少しばかり天然のきらいがあると思っていたが、やはりこれは本気の天然なのかもしれないと思う。
恐る恐るといった風に、大きく開いている袖口で口元を隠しながら、ユキエはそんなアッシュへと疑問を投げかけた。

「アッシュ様は、ルーク様や殿下などのお話になるとまるで親しい者を語るような口調になられます。
もしやアッシュ様はランバルディア王家に連なる方なのですか?」

それはある意味当然の質問だった。
アッシュは顔を強張らせたものの、長く息を吐いて自分を落ち着かせた後、『ちがう』とはっきりと告げる。

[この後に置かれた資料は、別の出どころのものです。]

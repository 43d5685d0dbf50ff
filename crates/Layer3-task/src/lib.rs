//! # dockhand-task
//!
//! Task orchestration for Dockhand. Turns a logical task into an ephemeral,
//! isolated container and fans its console output out to live observers.
//!
//! - Task instances own one container each: provisioning, attach/detach,
//!   stdin injection, teardown
//! - The task manager registers instances, reconciles against the store at
//!   startup, and serializes per-task lifecycle operations
//! - The log multiplexer serves snapshot-then-follow log streams to any
//!   number of subscribers over one daemon stream per task

pub mod instance;
pub mod keyed_lock;
pub mod logmux;
pub mod manager;
pub mod services;

pub use instance::{InstanceEvent, TaskInstance};
pub use keyed_lock::KeyedLocks;
pub use logmux::{DaemonLogSource, LogFetch, LogMux, LogSource};
pub use manager::{CreateTaskRequest, TaskManager};
pub use services::Services;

「俺は……俺は、かつて少しだけ、英雄達と共に行動をしたことがある。それだけだ。
俺はもう、あの国とは関係ない」

「それはつまり……かつては関係があった、ということですね」

「……そう、だな。すまん。もっと早くに言うべきだった。
その関係でお前に迷惑かけるかもしれないというのに。すまない。何か問題が起きたら俺が脅してこの家を乗っ取っていたのだと言ってくれてかまわない」

「ふふ、それではアッシュ様は強襲犯のようではありませんか」

「似たようなものだ。俺はかつて守るべきものを不当に傷つけ、罪無き被害者に理不尽に当り散らし、癇癪を起こした子供のように罵倒を繰り返していた……自分を加害者だと自覚すらせず、な。
何人を傷つけ、何人を殺したのか解らない。俺は間違いなく、犯罪者だ」

そこまで言ってアッシュは密かに後悔した。
自分自身が犯罪者であり、加害者であり、断罪されるべきだという意識は変わらない。
それでもまだ完全に快復していないにも関わらずこのようなことを告白して、この家から追い出されてしまうのではないか。
そんな状態でキムラスカ軍に見つかってしまえば、今度こそ無理矢理連れ戻されるだろう。
しかし後悔するアッシュとは裏腹に、ユキエは静かに微笑んでいるだけだった。

「後悔していらっしゃるのですね……まるで懺悔なさっているよう」

「そう、だな。後悔してもし足りないからな。だから懺悔ではないのは確かだ。
俺の罪は懺悔した程度では拭いきれん」

「過去の関係でご迷惑をかけると仰っていたのも、それに関わりがあるのですか?」

「ああ。今連れ戻されてしまえば、きっと俺は罪を償う機会すら奪われるだろう」

「そうですか……では、このお話は私とアッシュ様との二人だけの秘密、ということに致しましょう」

まるで秘密を共有した小さな子供のように、ユキエは無邪気に笑う。
アッシュはまさかそんな台詞が帰って来るとは思えなくて、目をぱちくりとさせながらユキエを呆然と見ることしかできなかった。